··· RECORD SET ···
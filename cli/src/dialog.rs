use anyhow::Result;
use async_trait::async_trait;
use dialoguer::theme::ColorfulTheme;
use dialoguer::{Confirm, Input};
use jt_core::Dialog;
use tracing::debug;

/// Run a blocking terminal interaction off the async workers.
pub async fn interact<T, F>(f: F) -> Result<T>
where
    F: FnOnce() -> dialoguer::Result<T> + Send + 'static,
    T: Send + 'static,
{
    Ok(tokio::task::spawn_blocking(f).await??)
}

/// Confirmations and prompts on the controlling terminal.
pub struct TerminalDialog;

#[async_trait]
impl Dialog for TerminalDialog {
    async fn confirm(&self, message: &str) -> bool {
        let message = message.to_string();
        let answer = interact(move || {
            Confirm::with_theme(&ColorfulTheme::default())
                .with_prompt(message)
                .default(false)
                .interact()
        })
        .await;
        answer.unwrap_or_else(|e| {
            debug!(error = %e, "Confirmation dismissed");
            false
        })
    }

    async fn prompt(&self, message: &str) -> Option<String> {
        let message = message.to_string();
        let answer = interact(move || {
            Input::<String>::with_theme(&ColorfulTheme::default())
                .with_prompt(message)
                .allow_empty(true)
                .interact_text()
        })
        .await;
        match answer {
            Ok(text) => Some(text),
            Err(e) => {
                debug!(error = %e, "Prompt dismissed");
                None
            }
        }
    }
}

/// Answers given up front on the command line (`--yes`, `--to`).
pub struct PresetDialog {
    pub confirm: bool,
    pub answer: Option<String>,
}

#[async_trait]
impl Dialog for PresetDialog {
    async fn confirm(&self, _message: &str) -> bool {
        self.confirm
    }

    async fn prompt(&self, _message: &str) -> Option<String> {
        self.answer.clone()
    }
}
···
WORK TO COMPLETE:
Where does the word "ColorfulTheme" appear in the material above? Copy every line that holds it.

SOLUTION TO THIS PROBLEM:
use dialoguer::theme::ColorfulTheme;
            Confirm::with_theme(&ColorfulTheme::default())
            Input::<String>::with_theme(&ColorfulTheme::default())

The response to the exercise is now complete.